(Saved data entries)
Segment Open
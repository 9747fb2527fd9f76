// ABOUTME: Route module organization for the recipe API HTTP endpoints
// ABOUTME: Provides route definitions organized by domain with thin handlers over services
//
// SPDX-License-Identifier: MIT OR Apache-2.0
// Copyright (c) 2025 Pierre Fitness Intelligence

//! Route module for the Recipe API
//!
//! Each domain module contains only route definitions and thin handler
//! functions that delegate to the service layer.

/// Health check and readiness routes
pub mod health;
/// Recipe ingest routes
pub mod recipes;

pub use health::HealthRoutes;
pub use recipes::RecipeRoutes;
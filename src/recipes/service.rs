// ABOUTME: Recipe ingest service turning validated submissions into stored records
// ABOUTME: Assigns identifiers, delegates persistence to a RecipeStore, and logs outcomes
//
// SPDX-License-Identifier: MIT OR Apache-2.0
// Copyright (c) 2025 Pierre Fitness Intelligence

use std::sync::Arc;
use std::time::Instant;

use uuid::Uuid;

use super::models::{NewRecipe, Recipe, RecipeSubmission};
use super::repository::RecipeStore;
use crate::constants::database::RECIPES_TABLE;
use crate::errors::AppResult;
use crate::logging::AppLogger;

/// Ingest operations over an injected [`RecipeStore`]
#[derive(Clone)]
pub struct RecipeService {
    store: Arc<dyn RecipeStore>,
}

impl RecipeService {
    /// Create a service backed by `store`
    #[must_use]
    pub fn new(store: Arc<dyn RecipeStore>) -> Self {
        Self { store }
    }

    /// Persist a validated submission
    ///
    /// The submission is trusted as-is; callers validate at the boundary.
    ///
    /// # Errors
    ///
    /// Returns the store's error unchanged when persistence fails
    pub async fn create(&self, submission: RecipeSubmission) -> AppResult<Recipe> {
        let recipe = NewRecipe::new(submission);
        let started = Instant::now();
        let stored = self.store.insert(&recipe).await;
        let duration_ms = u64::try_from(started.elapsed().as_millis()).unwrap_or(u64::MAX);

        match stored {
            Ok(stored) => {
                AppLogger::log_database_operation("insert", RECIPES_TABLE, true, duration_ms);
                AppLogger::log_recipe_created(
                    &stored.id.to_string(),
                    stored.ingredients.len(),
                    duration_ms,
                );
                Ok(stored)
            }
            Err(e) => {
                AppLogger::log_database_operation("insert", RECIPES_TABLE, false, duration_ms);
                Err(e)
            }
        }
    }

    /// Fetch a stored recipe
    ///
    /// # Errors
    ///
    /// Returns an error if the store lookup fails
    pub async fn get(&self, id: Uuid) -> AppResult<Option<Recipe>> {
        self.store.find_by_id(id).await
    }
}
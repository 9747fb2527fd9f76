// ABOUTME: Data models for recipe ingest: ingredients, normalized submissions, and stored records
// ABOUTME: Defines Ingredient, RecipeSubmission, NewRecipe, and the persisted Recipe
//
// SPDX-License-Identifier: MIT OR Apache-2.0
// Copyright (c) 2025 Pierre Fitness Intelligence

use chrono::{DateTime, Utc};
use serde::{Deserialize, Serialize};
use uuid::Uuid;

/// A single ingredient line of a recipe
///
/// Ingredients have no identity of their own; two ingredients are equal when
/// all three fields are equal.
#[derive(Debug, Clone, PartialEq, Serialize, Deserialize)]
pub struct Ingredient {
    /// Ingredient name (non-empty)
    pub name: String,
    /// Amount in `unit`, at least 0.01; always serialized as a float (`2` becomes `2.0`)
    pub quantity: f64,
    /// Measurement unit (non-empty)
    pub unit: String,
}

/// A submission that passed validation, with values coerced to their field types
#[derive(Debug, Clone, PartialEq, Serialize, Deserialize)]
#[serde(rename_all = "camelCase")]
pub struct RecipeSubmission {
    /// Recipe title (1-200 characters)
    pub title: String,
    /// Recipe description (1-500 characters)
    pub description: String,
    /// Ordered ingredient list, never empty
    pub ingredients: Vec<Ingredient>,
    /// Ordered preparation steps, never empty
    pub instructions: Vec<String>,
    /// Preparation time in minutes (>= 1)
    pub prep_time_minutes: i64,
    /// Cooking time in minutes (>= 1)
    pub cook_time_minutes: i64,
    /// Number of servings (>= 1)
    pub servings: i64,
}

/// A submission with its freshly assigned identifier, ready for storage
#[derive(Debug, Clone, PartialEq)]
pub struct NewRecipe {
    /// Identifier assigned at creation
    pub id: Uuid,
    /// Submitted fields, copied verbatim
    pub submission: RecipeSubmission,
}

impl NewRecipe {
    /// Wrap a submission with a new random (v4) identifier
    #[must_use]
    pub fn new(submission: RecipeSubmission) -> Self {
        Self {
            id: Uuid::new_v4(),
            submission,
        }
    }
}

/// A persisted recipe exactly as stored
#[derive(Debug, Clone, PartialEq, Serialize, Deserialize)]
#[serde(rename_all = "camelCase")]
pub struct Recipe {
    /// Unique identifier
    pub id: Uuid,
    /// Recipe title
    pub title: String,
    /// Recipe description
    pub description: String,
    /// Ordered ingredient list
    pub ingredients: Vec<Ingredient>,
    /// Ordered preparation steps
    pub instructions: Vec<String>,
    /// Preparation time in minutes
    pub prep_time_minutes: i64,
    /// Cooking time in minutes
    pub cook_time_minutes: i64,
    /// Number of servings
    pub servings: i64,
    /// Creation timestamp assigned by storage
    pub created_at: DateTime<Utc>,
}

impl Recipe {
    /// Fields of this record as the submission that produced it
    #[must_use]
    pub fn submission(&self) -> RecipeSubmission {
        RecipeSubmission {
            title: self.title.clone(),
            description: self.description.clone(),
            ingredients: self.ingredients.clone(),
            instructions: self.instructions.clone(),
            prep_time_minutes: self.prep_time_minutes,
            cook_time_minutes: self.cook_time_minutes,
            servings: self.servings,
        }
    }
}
Segment Closed
Instructions to follow
Search the entries for the word "validated". Copy each line where it appears.

Solution to this exercise
// ABOUTME: Recipe ingest service turning validated submissions into stored records
    /// Persist a validated submission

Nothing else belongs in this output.